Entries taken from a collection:

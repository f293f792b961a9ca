//! Durable, cloud-sync-participating player configuration.
//!
//! Composition rather than inheritance: a [`PlayerConfig`] is an
//! [`EntityConfig`] whose store persists to disk, plus a [`SyncState`]
//! capability recording where the held values came from and who still needs
//! to hear about local changes.

use std::path::Path;

use uuid::Uuid;

use crate::config::character::{self, keys};
use crate::config::{Document, Gender, Pronoun, Rejected};
use crate::entity::breasts::Breasts;
use crate::entity::config::EntityConfig;

/// Provenance of the currently held values relative to disk and cloud.
#[derive(Debug, Clone, Copy, PartialEq, Eq, Default)]
pub enum SyncStatus {
    /// Nothing loaded yet.
    #[default]
    Unknown,
    /// Values came from the local file.
    Cached,
    /// Values came from a remote document.
    Synced,
}

/// Durable-sync capability attached to player-backed configs.
#[derive(Debug, Clone, Copy, Default)]
pub struct SyncState {
    pub(crate) needs_local_propagation: bool,
    pub(crate) needs_cloud_sync: bool,
    pub(crate) status: SyncStatus,
}

pub struct PlayerConfig {
    entity: EntityConfig,
    sync: SyncState,
}

impl PlayerConfig {
    /// Player config persisted at `<config_dir>/players/<uuid>.json`.
    pub fn new(uuid: Uuid, config_dir: &Path) -> Self {
        let store = character::persistent(&config_dir.join("players"), &uuid.to_string());
        Self {
            entity: EntityConfig::with_store(uuid, store),
            sync: SyncState::default(),
        }
    }

    pub fn uuid(&self) -> Uuid {
        self.entity.uuid()
    }

    pub fn entity(&self) -> &EntityConfig {
        &self.entity
    }

    pub fn entity_mut(&mut self) -> &mut EntityConfig {
        &mut self.entity
    }

    pub fn sync_status(&self) -> SyncStatus {
        self.sync.status
    }

    /// Peers have not yet been told about the latest local change.
    pub fn needs_local_propagation(&self) -> bool {
        self.sync.needs_local_propagation
    }

    /// The cloud copy is stale relative to local state.
    pub fn needs_cloud_sync(&self) -> bool {
        self.sync.needs_cloud_sync
    }

    /// Called by whatever told the peers.
    pub fn acknowledge_local_propagation(&mut self) {
        self.sync.needs_local_propagation = false;
    }

    /// Called by the cloud driver once a push is confirmed. A pull never
    /// clears the flag: applying remote data says nothing about whether the
    /// cloud has ours.
    pub fn acknowledge_cloud_push(&mut self) {
        self.sync.needs_cloud_sync = false;
    }

    /// Whether a local file exists for this player.
    pub fn has_local_config(&self) -> bool {
        self.entity.store().exists()
    }

    /// Load the local file if one exists; no-op otherwise.
    ///
    /// A successful load marks the values as disk-cached, and optionally
    /// flags them for propagation to peers.
    pub fn load_from_disk(&mut self, mark_for_propagation: bool) {
        if !self.has_local_config() {
            return;
        }
        self.entity.store_mut().load();
        self.sync.status = SyncStatus::Cached;
        if mark_for_propagation {
            self.sync.needs_local_propagation = true;
        }
    }

    /// Persist to disk. A local change always leaves both peers and the
    /// cloud stale relative to it, so both flags are raised unconditionally.
    pub fn save(&mut self) {
        self.entity.store().save();
        self.sync.needs_local_propagation = true;
        self.sync.needs_cloud_sync = true;
    }

    /// Apply a cloud-provided document and mark the values as remote.
    /// Deliberately does not touch `needs_cloud_sync`.
    pub fn apply_remote_document(&mut self, doc: &Document) {
        self.entity.store_mut().apply(doc);
        self.sync.status = SyncStatus::Synced;
    }

    /// Snapshot for transmission to the cloud endpoint.
    pub fn to_document(&self) -> Document {
        self.entity.store().to_document()
    }

    pub fn gender(&self) -> Gender {
        self.entity.gender()
    }

    pub fn set_gender(&mut self, value: Gender) -> Result<(), Rejected> {
        self.entity.store_mut().set(&keys::GENDER, value)
    }

    pub fn bust_size(&self) -> f32 {
        self.entity.bust_size()
    }

    pub fn set_bust_size(&mut self, value: f32) -> Result<(), Rejected> {
        self.entity.store_mut().set(&keys::BUST_SIZE, value)
    }

    pub fn breasts(&self) -> Breasts {
        self.entity.breasts()
    }

    pub fn hurt_sounds(&self) -> bool {
        self.entity.store().get(&keys::HURT_SOUNDS)
    }

    pub fn set_hurt_sounds(&mut self, value: bool) -> Result<(), Rejected> {
        self.entity.store_mut().set(&keys::HURT_SOUNDS, value)
    }

    pub fn pronouns(&self) -> Vec<Pronoun> {
        self.entity.store().get(&keys::PRONOUNS)
    }

    pub fn add_pronoun(&mut self, pronoun: Pronoun) -> Result<(), Rejected> {
        self.entity.store_mut().push(&keys::PRONOUNS, pronoun)
    }

    pub fn has_breast_physics(&self) -> bool {
        self.entity.has_breast_physics()
    }

    pub fn set_breast_physics(&mut self, value: bool) -> Result<(), Rejected> {
        self.entity.store_mut().set(&keys::BREAST_PHYSICS, value)
    }

    /// Unlike non-player entities, players read their registered key.
    pub fn armor_physics_override(&self) -> bool {
        self.entity.store().get(&keys::ARMOR_PHYSICS_OVERRIDE)
    }

    pub fn set_armor_physics_override(&mut self, value: bool) -> Result<(), Rejected> {
        self.entity
            .store_mut()
            .set(&keys::ARMOR_PHYSICS_OVERRIDE, value)
    }

    /// Unlike non-player entities, players read their registered key.
    pub fn show_in_armor(&self) -> bool {
        self.entity.store().get(&keys::SHOW_IN_ARMOR)
    }

    pub fn set_show_in_armor(&mut self, value: bool) -> Result<(), Rejected> {
        self.entity.store_mut().set(&keys::SHOW_IN_ARMOR, value)
    }

    pub fn set_bounce_multiplier(&mut self, value: f32) -> Result<(), Rejected> {
        self.entity.store_mut().set(&keys::BOUNCE_MULTIPLIER, value)
    }

    pub fn set_floppiness(&mut self, value: f32) -> Result<(), Rejected> {
        self.entity
            .store_mut()
            .set(&keys::FLOPPY_MULTIPLIER, value)
    }

    pub fn voice_pitch(&self) -> f32 {
        self.entity.voice_pitch()
    }

    pub fn set_voice_pitch(&mut self, value: f32) -> Result<(), Rejected> {
        self.entity.store_mut().set(&keys::VOICE_PITCH, value)
    }
}
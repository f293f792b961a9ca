use thiserror::Error;

use crate::config::Rejected;
use crate::sync::SyncError;

/// Crate-level convenience error.
///
/// A thin wrapper over the module error types; APIs return the specific type
/// and callers that want one bucket convert into this.
#[derive(Error, Debug)]
#[non_exhaustive]
pub enum Error {
    #[error(transparent)]
    Rejected(#[from] Rejected),

    #[error(transparent)]
    Sync(#[from] SyncError),
}

impl Error {
    /// Whether retrying the operation may succeed without changing inputs.
    pub fn is_retryable(&self) -> bool {
        match self {
            Error::Rejected(_) => false,
            Error::Sync(e) => e.is_retryable(),
        }
    }
}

What needs to be done: All of the records above are to be printed again exactly as they appear.

Reply:
repository f293f792b961a9ca
//! Durable, cloud-sync-participating player configuration.
//!
//! Composition rather than inheritance: a [`PlayerConfig`] is an
//! [`EntityConfig`] whose store persists to disk, plus a [`SyncState`]
//! capability recording where the held values came from and who still needs
//! to hear about local changes.

use std::path::Path;

use uuid::Uuid;

use crate::config::character::{self, keys};
use crate::config::{Document, Gender, Pronoun, Rejected};
use crate::entity::breasts::Breasts;
use crate::entity::config::EntityConfig;

/// Provenance of the currently held values relative to disk and cloud.
#[derive(Debug, Clone, Copy, PartialEq, Eq, Default)]
pub enum SyncStatus {
    /// Nothing loaded yet.
    #[default]
    Unknown,
    /// Values came from the local file.
    Cached,
    /// Values came from a remote document.
    Synced,
}

/// Durable-sync capability attached to player-backed configs.
#[derive(Debug, Clone, Copy, Default)]
pub struct SyncState {
    pub(crate) needs_local_propagation: bool,
    pub(crate) needs_cloud_sync: bool,
    pub(crate) status: SyncStatus,
}

pub struct PlayerConfig {
    entity: EntityConfig,
    sync: SyncState,
}

impl PlayerConfig {
    /// Player config persisted at `<config_dir>/players/<uuid>.json`.
    pub fn new(uuid: Uuid, config_dir: &Path) -> Self {
        let store = character::persistent(&config_dir.join("players"), &uuid.to_string());
        Self {
            entity: EntityConfig::with_store(uuid, store),
            sync: SyncState::default(),
        }
    }

    pub fn uuid(&self) -> Uuid {
        self.entity.uuid()
    }

    pub fn entity(&self) -> &EntityConfig {
        &self.entity
    }

    pub fn entity_mut(&mut self) -> &mut EntityConfig {
        &mut self.entity
    }

    pub fn sync_status(&self) -> SyncStatus {
        self.sync.status
    }

    /// Peers have not yet been told about the latest local change.
    pub fn needs_local_propagation(&self) -> bool {
        self.sync.needs_local_propagation
    }

    /// The cloud copy is stale relative to local state.
    pub fn needs_cloud_sync(&self) -> bool {
        self.sync.needs_cloud_sync
    }

    /// Called by whatever told the peers.
    pub fn acknowledge_local_propagation(&mut self) {
        self.sync.needs_local_propagation = false;
    }

    /// Called by the cloud driver once a push is confirmed. A pull never
    /// clears the flag: applying remote data says nothing about whether the
    /// cloud has ours.
    pub fn acknowledge_cloud_push(&mut self) {
        self.sync.needs_cloud_sync = false;
    }

    /// Whether a local file exists for this player.
    pub fn has_local_config(&self) -> bool {
        self.entity.store().exists()
    }

    /// Load the local file if one exists; no-op otherwise.
    ///
    /// A successful load marks the values as disk-cached, and optionally
    /// flags them for propagation to peers.
    pub fn load_from_disk(&mut self, mark_for_propagation: bool) {
        if !self.has_local_config() {
            return;
        }
        self.entity.store_mut().load();
        self.sync.status = SyncStatus::Cached;
        if mark_for_propagation {
            self.sync.needs_local_propagation = true;
        }
    }

    /// Persist to disk. A local change always leaves both peers and the
    /// cloud stale relative to it, so both flags are raised unconditionally.
    pub fn save(&mut self) {
        self.entity.store().save();
        self.sync.needs_local_propagation = true;
        self.sync.needs_cloud_sync = true;
    }

    /// Apply a cloud-provided document and mark the values as remote.
    /// Deliberately does not touch `needs_cloud_sync`.
    pub fn apply_remote_document(&mut self, doc: &Document) {
        self.entity.store_mut().apply(doc);
        self.sync.status = SyncStatus::Synced;
    }

    /// Snapshot for transmission to the cloud endpoint.
    pub fn to_document(&self) -> Document {
        self.entity.store().to_document()
    }

    pub fn gender(&self) -> Gender {
        self.entity.gender()
    }

    pub fn set_gender(&mut self, value: Gender) -> Result<(), Rejected> {
        self.entity.store_mut().set(&keys::GENDER, value)
    }

    pub fn bust_size(&self) -> f32 {
        self.entity.bust_size()
    }

    pub fn set_bust_size(&mut self, value: f32) -> Result<(), Rejected> {
        self.entity.store_mut().set(&keys::BUST_SIZE, value)
    }

    pub fn breasts(&self) -> Breasts {
        self.entity.breasts()
    }

    pub fn hurt_sounds(&self) -> bool {
        self.entity.store().get(&keys::HURT_SOUNDS)
    }

    pub fn set_hurt_sounds(&mut self, value: bool) -> Result<(), Rejected> {
        self.entity.store_mut().set(&keys::HURT_SOUNDS, value)
    }

    pub fn pronouns(&self) -> Vec<Pronoun> {
        self.entity.store().get(&keys::PRONOUNS)
    }

    pub fn add_pronoun(&mut self, pronoun: Pronoun) -> Result<(), Rejected> {
        self.entity.store_mut().push(&keys::PRONOUNS, pronoun)
    }

    pub fn has_breast_physics(&self) -> bool {
        self.entity.has_breast_physics()
    }

    pub fn set_breast_physics(&mut self, value: bool) -> Result<(), Rejected> {
        self.entity.store_mut().set(&keys::BREAST_PHYSICS, value)
    }

    /// Unlike non-player entities, players read their registered key.
    pub fn armor_physics_override(&self) -> bool {
        self.entity.store().get(&keys::ARMOR_PHYSICS_OVERRIDE)
    }

    pub fn set_armor_physics_override(&mut self, value: bool) -> Result<(), Rejected> {
        self.entity
            .store_mut()
            .set(&keys::ARMOR_PHYSICS_OVERRIDE, value)
    }

    /// Unlike non-player entities, players read their registered key.
    pub fn show_in_armor(&self) -> bool {
        self.entity.store().get(&keys::SHOW_IN_ARMOR)
    }

    pub fn set_show_in_armor(&mut self, value: bool) -> Result<(), Rejected> {
        self.entity.store_mut().set(&keys::SHOW_IN_ARMOR, value)
    }

    pub fn set_bounce_multiplier(&mut self, value: f32) -> Result<(), Rejected> {
        self.entity.store_mut().set(&keys::BOUNCE_MULTIPLIER, value)
    }

    pub fn set_floppiness(&mut self, value: f32) -> Result<(), Rejected> {
        self.entity
            .store_mut()
            .set(&keys::FLOPPY_MULTIPLIER, value)
    }

    pub fn voice_pitch(&self) -> f32 {
        self.entity.voice_pitch()
    }

    pub fn set_voice_pitch(&mut self, value: f32) -> Result<(), Rejected> {
        self.entity.store_mut().set(&keys::VOICE_PITCH, value)
    }
}
repository f293f792b961a9ca
use thiserror::Error;

use crate::config::Rejected;
use crate::sync::SyncError;

/// Crate-level convenience error.
///
/// A thin wrapper over the module error types; APIs return the specific type
/// and callers that want one bucket convert into this.
#[derive(Error, Debug)]
#[non_exhaustive]
pub enum Error {
    #[error(transparent)]
    Rejected(#[from] Rejected),

    #[error(transparent)]
    Sync(#[from] SyncError),
}

impl Error {
    /// Whether retrying the operation may succeed without changing inputs.
    pub fn is_retryable(&self) -> bool {
        match self {
            Error::Rejected(_) => false,
            Error::Sync(e) => e.is_retryable(),
        }
    }
}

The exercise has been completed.